Newt was Speaker of the House from January 1995 until December 1998. Simple enough, right?
Apparently not.
One of the most bizarre criticisms of Newt I encounter online is when people are either too lazy to check the dates or are trying to deceive people by blaming Newt for things that happened when he was out of Congress.
The most common is that Newt did not live up to his promise to shrink government. They seemingly conflate Newt and his successor as Speaker, Dennis Hastert.
Fact: Federal spending under Newt's Speakership fell to its' lowest annual increase since Calvin Coolidge in the 1920s.

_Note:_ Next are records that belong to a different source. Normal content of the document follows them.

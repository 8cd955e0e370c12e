//! Safe-ish handles over a plugin instance and its extensions.
//!
//! Every entry of a plugin's function table is optional at the ABI level.
//! The wrappers here check for presence before each call and fall back to
//! the protocol's "not supported" answer.

use crate::events::{InputEvents, OutputEvents};
use crate::metadata::c_string;
use crate::params::ParamInfo;
use crate::quick_controls::QuickControlsPage;
use crate::stream::{InputStream, OutputStream};
use crate::ParamId;
use clap_sys::ext::audio_ports::{clap_audio_port_info, clap_plugin_audio_ports, CLAP_EXT_AUDIO_PORTS};
use clap_sys::ext::gui::{clap_plugin_gui, clap_window, CLAP_EXT_GUI};
use clap_sys::ext::params::{clap_param_info, clap_plugin_params, CLAP_EXT_PARAMS};
use clap_sys::ext::posix_fd_support::{clap_plugin_posix_fd_support, CLAP_EXT_POSIX_FD_SUPPORT};
use clap_sys::ext::preset_load::{clap_plugin_preset_load, CLAP_EXT_PRESET_LOAD};
use clap_sys::ext::remote_controls::{
    clap_plugin_remote_controls, clap_remote_controls_page, CLAP_EXT_REMOTE_CONTROLS,
};
use clap_sys::ext::state::{clap_plugin_state, CLAP_EXT_STATE};
use clap_sys::ext::thread_pool::{clap_plugin_thread_pool, CLAP_EXT_THREAD_POOL};
use clap_sys::ext::timer_support::{clap_plugin_timer_support, CLAP_EXT_TIMER_SUPPORT};
use clap_sys::plugin::clap_plugin;
use clap_sys::process::{clap_process, clap_process_status, CLAP_PROCESS_ERROR};
use std::ffi::{c_char, CStr, CString};
use std::mem::MaybeUninit;
use std::ptr::NonNull;

/// `location_kind` for presets stored in a file.
const PRESET_LOCATION_FILE: u32 = 0;

/// Size of the text buffer offered to `value_to_text`.
const PARAM_TEXT_SIZE: usize = 256;

/// A created plugin instance.
///
/// Copyable: ownership of the instance lives with the host, which destroys
/// it exactly once.
#[derive(Clone, Copy)]
pub(crate) struct PluginInstance(NonNull<clap_plugin>);

// Safety: the protocol defines which thread may call each function; the host
// upholds those rules, not the type system.
unsafe impl Send for PluginInstance {}
unsafe impl Sync for PluginInstance {}

impl PluginInstance {
    pub(crate) fn new(raw: *const clap_plugin) -> Option<Self> {
        NonNull::new(raw as *mut clap_plugin).map(PluginInstance)
    }

    pub(crate) fn as_ptr(self) -> *const clap_plugin {
        self.0.as_ptr()
    }

    fn table(&self) -> &clap_plugin {
        unsafe { self.0.as_ref() }
    }

    pub(crate) fn init(self) -> bool {
        match self.table().init {
            Some(init) => unsafe { init(self.as_ptr()) },
            None => false,
        }
    }

    pub(crate) fn destroy(self) {
        if let Some(destroy) = self.table().destroy {
            unsafe { destroy(self.as_ptr()) };
        }
    }

    pub(crate) fn activate(self, sample_rate: f64, min_frames: u32, max_frames: u32) -> bool {
        match self.table().activate {
            Some(activate) => unsafe { activate(self.as_ptr(), sample_rate, min_frames, max_frames) },
            None => false,
        }
    }

    pub(crate) fn deactivate(self) {
        if let Some(deactivate) = self.table().deactivate {
            unsafe { deactivate(self.as_ptr()) };
        }
    }

    pub(crate) fn start_processing(self) -> bool {
        match self.table().start_processing {
            Some(start) => unsafe { start(self.as_ptr()) },
            None => false,
        }
    }

    pub(crate) fn stop_processing(self) {
        if let Some(stop) = self.table().stop_processing {
            unsafe { stop(self.as_ptr()) };
        }
    }

    pub(crate) fn process(self, process: &clap_process) -> clap_process_status {
        match self.table().process {
            Some(run) => unsafe { run(self.as_ptr(), process) },
            None => CLAP_PROCESS_ERROR,
        }
    }

    pub(crate) fn on_main_thread(self) {
        if let Some(callback) = self.table().on_main_thread {
            unsafe { callback(self.as_ptr()) };
        }
    }

    fn extension<T>(self, id: &CStr) -> Option<Ext<T>> {
        let get = self.table().get_extension?;
        let ptr = unsafe { get(self.as_ptr(), id.as_ptr()) };
        NonNull::new(ptr as *mut T).map(Ext)
    }
}

/// A plugin extension table. Valid for the instance's lifetime.
pub(crate) struct Ext<T>(NonNull<T>);

impl<T> Clone for Ext<T> {
    fn clone(&self) -> Self {
        *self
    }
}

impl<T> Copy for Ext<T> {}

// Safety: extension tables are immutable function-pointer structs.
unsafe impl<T> Send for Ext<T> {}
unsafe impl<T> Sync for Ext<T> {}

impl<T> std::ops::Deref for Ext<T> {
    type Target = T;

    fn deref(&self) -> &T {
        unsafe { self.0.as_ref() }
    }
}

/// Extensions queried once after `init`. `None` means unsupported.
#[derive(Clone, Copy, Default)]
pub(crate) struct PluginExtensions {
    pub params: Option<Ext<clap_plugin_params>>,
    pub remote_controls: Option<Ext<clap_plugin_remote_controls>>,
    pub audio_ports: Option<Ext<clap_plugin_audio_ports>>,
    pub gui: Option<Ext<clap_plugin_gui>>,
    pub timer_support: Option<Ext<clap_plugin_timer_support>>,
    pub posix_fd_support: Option<Ext<clap_plugin_posix_fd_support>>,
    pub thread_pool: Option<Ext<clap_plugin_thread_pool>>,
    pub preset_load: Option<Ext<clap_plugin_preset_load>>,
    pub state: Option<Ext<clap_plugin_state>>,
}

impl PluginExtensions {
    pub(crate) fn query(plugin: PluginInstance) -> Self {
        Self {
            params: plugin.extension(CLAP_EXT_PARAMS),
            remote_controls: plugin.extension(CLAP_EXT_REMOTE_CONTROLS),
            audio_ports: plugin.extension(CLAP_EXT_AUDIO_PORTS),
            gui: plugin.extension(CLAP_EXT_GUI),
            timer_support: plugin.extension(CLAP_EXT_TIMER_SUPPORT),
            posix_fd_support: plugin.extension(CLAP_EXT_POSIX_FD_SUPPORT),
            thread_pool: plugin.extension(CLAP_EXT_THREAD_POOL),
            preset_load: plugin.extension(CLAP_EXT_PRESET_LOAD),
            state: plugin.extension(CLAP_EXT_STATE),
        }
    }

    /// Names of the supported extensions, for logging.
    pub(crate) fn supported(&self) -> Vec<&'static str> {
        let table = [
            ("params", self.params.is_some()),
            ("remote-controls", self.remote_controls.is_some()),
            ("audio-ports", self.audio_ports.is_some()),
            ("gui", self.gui.is_some()),
            ("timer-support", self.timer_support.is_some()),
            ("posix-fd-support", self.posix_fd_support.is_some()),
            ("thread-pool", self.thread_pool.is_some()),
            ("preset-load", self.preset_load.is_some()),
            ("state", self.state.is_some()),
        ];
        table
            .into_iter()
            .filter_map(|(name, present)| present.then_some(name))
            .collect()
    }
}

impl Ext<clap_plugin_params> {
    pub(crate) fn count(&self, plugin: PluginInstance) -> u32 {
        match self.count {
            Some(count) => unsafe { count(plugin.as_ptr()) },
            None => 0,
        }
    }

    pub(crate) fn info(&self, plugin: PluginInstance, index: u32) -> Option<ParamInfo> {
        let get_info = self.get_info?;
        let mut info = MaybeUninit::<clap_param_info>::zeroed();
        if unsafe { get_info(plugin.as_ptr(), index, info.as_mut_ptr()) } {
            Some(ParamInfo::from_raw(unsafe { info.assume_init_ref() }))
        } else {
            None
        }
    }

    pub(crate) fn value(&self, plugin: PluginInstance, id: ParamId) -> Option<f64> {
        let get_value = self.get_value?;
        let mut value = 0.0;
        unsafe { get_value(plugin.as_ptr(), id, &mut value) }.then_some(value)
    }

    pub(crate) fn value_to_text(&self, plugin: PluginInstance, id: ParamId, value: f64) -> Option<String> {
        let to_text = self.value_to_text?;
        let mut buffer = [0 as c_char; PARAM_TEXT_SIZE];
        let ok = unsafe {
            to_text(
                plugin.as_ptr(),
                id,
                value,
                buffer.as_mut_ptr(),
                PARAM_TEXT_SIZE as u32,
            )
        };
        if !ok {
            return None;
        }
        // Force termination in case the plugin filled the whole buffer.
        buffer[PARAM_TEXT_SIZE - 1] = 0;
        Some(crate::metadata::c_buffer_string(&buffer))
    }

    pub(crate) fn text_to_value(&self, plugin: PluginInstance, id: ParamId, text: &str) -> Option<f64> {
        let to_value = self.text_to_value?;
        let text = CString::new(text).ok()?;
        let mut value = 0.0;
        unsafe { to_value(plugin.as_ptr(), id, text.as_ptr(), &mut value) }.then_some(value)
    }

    pub(crate) fn flush(&self, plugin: PluginInstance, input: &InputEvents<'_>, output: &OutputEvents<'_>) {
        if let Some(flush) = self.flush {
            unsafe { flush(plugin.as_ptr(), input.as_raw(), output.as_raw()) };
        }
    }
}

impl Ext<clap_plugin_remote_controls> {
    pub(crate) fn pages(&self, plugin: PluginInstance) -> Vec<QuickControlsPage> {
        let (Some(count), Some(get)) = (self.count, self.get) else {
            return Vec::new();
        };
        let count = unsafe { count(plugin.as_ptr()) };
        (0..count)
            .filter_map(|index| {
                let mut page = MaybeUninit::<clap_remote_controls_page>::zeroed();
                unsafe { get(plugin.as_ptr(), index, page.as_mut_ptr()) }
                    .then(|| QuickControlsPage::from_raw(unsafe { page.assume_init_ref() }))
            })
            .collect()
    }
}

impl Ext<clap_plugin_audio_ports> {
    /// Channel count of the first port in each direction.
    pub(crate) fn main_channels(&self, plugin: PluginInstance, is_input: bool) -> usize {
        let (Some(count), Some(get)) = (self.count, self.get) else {
            return 0;
        };
        if unsafe { count(plugin.as_ptr(), is_input) } == 0 {
            return 0;
        }
        let mut info = MaybeUninit::<clap_audio_port_info>::zeroed();
        if unsafe { get(plugin.as_ptr(), 0, is_input, info.as_mut_ptr()) } {
            unsafe { info.assume_init_ref() }.channel_count as usize
        } else {
            0
        }
    }
}

impl Ext<clap_plugin_thread_pool> {
    pub(crate) fn exec(&self, plugin: PluginInstance, task_index: u32) {
        if let Some(exec) = self.exec {
            unsafe { exec(plugin.as_ptr(), task_index) };
        }
    }
}

impl Ext<clap_plugin_timer_support> {
    pub(crate) fn on_timer(&self, plugin: PluginInstance, timer_id: u32) {
        if let Some(on_timer) = self.on_timer {
            unsafe { on_timer(plugin.as_ptr(), timer_id) };
        }
    }
}

impl Ext<clap_plugin_posix_fd_support> {
    pub(crate) fn on_fd(&self, plugin: PluginInstance, fd: i32, flags: u32) {
        if let Some(on_fd) = self.on_fd {
            unsafe { on_fd(plugin.as_ptr(), fd, flags) };
        }
    }
}

impl Ext<clap_plugin_state> {
    pub(crate) fn save(&self, plugin: PluginInstance) -> Option<Vec<u8>> {
        let save = self.save?;
        let mut buffer = Vec::new();
        let ok = {
            let stream = OutputStream::new(&mut buffer);
            unsafe { save(plugin.as_ptr(), stream.as_raw()) }
        };
        ok.then_some(buffer)
    }

    pub(crate) fn load(&self, plugin: PluginInstance, data: &[u8]) -> bool {
        let Some(load) = self.load else {
            return false;
        };
        let stream = InputStream::new(data);
        unsafe { load(plugin.as_ptr(), stream.as_raw()) }
    }
}

impl Ext<clap_plugin_preset_load> {
    pub(crate) fn from_file(&self, plugin: PluginInstance, path: &CStr) -> bool {
        match self.from_location {
            Some(load) => unsafe {
                load(
                    plugin.as_ptr(),
                    PRESET_LOCATION_FILE,
                    path.as_ptr(),
                    std::ptr::null(),
                )
            },
            None => false,
        }
    }
}

impl Ext<clap_plugin_gui> {
    pub(crate) fn is_api_supported(&self, plugin: PluginInstance, api: &CStr, floating: bool) -> bool {
        match self.is_api_supported {
            Some(f) => unsafe { f(plugin.as_ptr(), api.as_ptr(), floating) },
            None => false,
        }
    }

    pub(crate) fn create(&self, plugin: PluginInstance, api: &CStr, floating: bool) -> bool {
        match self.create {
            Some(f) => unsafe { f(plugin.as_ptr(), api.as_ptr(), floating) },
            None => false,
        }
    }

    pub(crate) fn destroy(&self, plugin: PluginInstance) {
        if let Some(f) = self.destroy {
            unsafe { f(plugin.as_ptr()) };
        }
    }

    pub(crate) fn size(&self, plugin: PluginInstance) -> Option<(u32, u32)> {
        let get_size = self.get_size?;
        let (mut width, mut height) = (0, 0);
        unsafe { get_size(plugin.as_ptr(), &mut width, &mut height) }.then_some((width, height))
    }

    pub(crate) fn can_resize(&self, plugin: PluginInstance) -> bool {
        match self.can_resize {
            Some(f) => unsafe { f(plugin.as_ptr()) },
            None => false,
        }
    }

    pub(crate) fn set_size(&self, plugin: PluginInstance, width: u32, height: u32) -> bool {
        match self.set_size {
            Some(f) => unsafe { f(plugin.as_ptr(), width, height) },
            None => false,
        }
    }

    pub(crate) fn set_parent(&self, plugin: PluginInstance, window: &clap_window) -> bool {
        match self.set_parent {
            Some(f) => unsafe { f(plugin.as_ptr(), window) },
            None => false,
        }
    }

    pub(crate) fn show(&self, plugin: PluginInstance) -> bool {
        match self.show {
            Some(f) => unsafe { f(plugin.as_ptr()) },
            None => false,
        }
    }

    pub(crate) fn hide(&self, plugin: PluginInstance) -> bool {
        match self.hide {
            Some(f) => unsafe { f(plugin.as_ptr()) },
            None => false,
        }
    }
}

/// Plugin id from the instance's own descriptor.
pub(crate) fn instance_id(plugin: PluginInstance) -> String {
    let desc = plugin.table().desc;
    if desc.is_null() {
        return String::new();
    }
    unsafe { c_string((*desc).id) }
}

To confuse Gingrich and Hastert is as wrong as confusing Ronald Reagan and his successor, George H.W. Bush. Imagine someone criticizing Reagan, not Bush, for breaking his no new taxes pledge. That is the same thing people are doing by blaming Newt for excessive spending under Hastert.
If people look at Newt's four years as Speaker -- and only those four years -- they will see four of the most conservative governing years of the 20th Century. Reforming entitlements, cutting taxes, building up the military, balancing the budget, and several other policy shifts to the right.
With a Democrat President no less.
Don't blame Newt for hijacking the Gingrich Revolution of 1994 anymore than you would blame Ronald Reagan for hijacking the Reagan Revolution of 1980.
The men who succeeded them are the real culprits in interrupting the forward march of conservatism.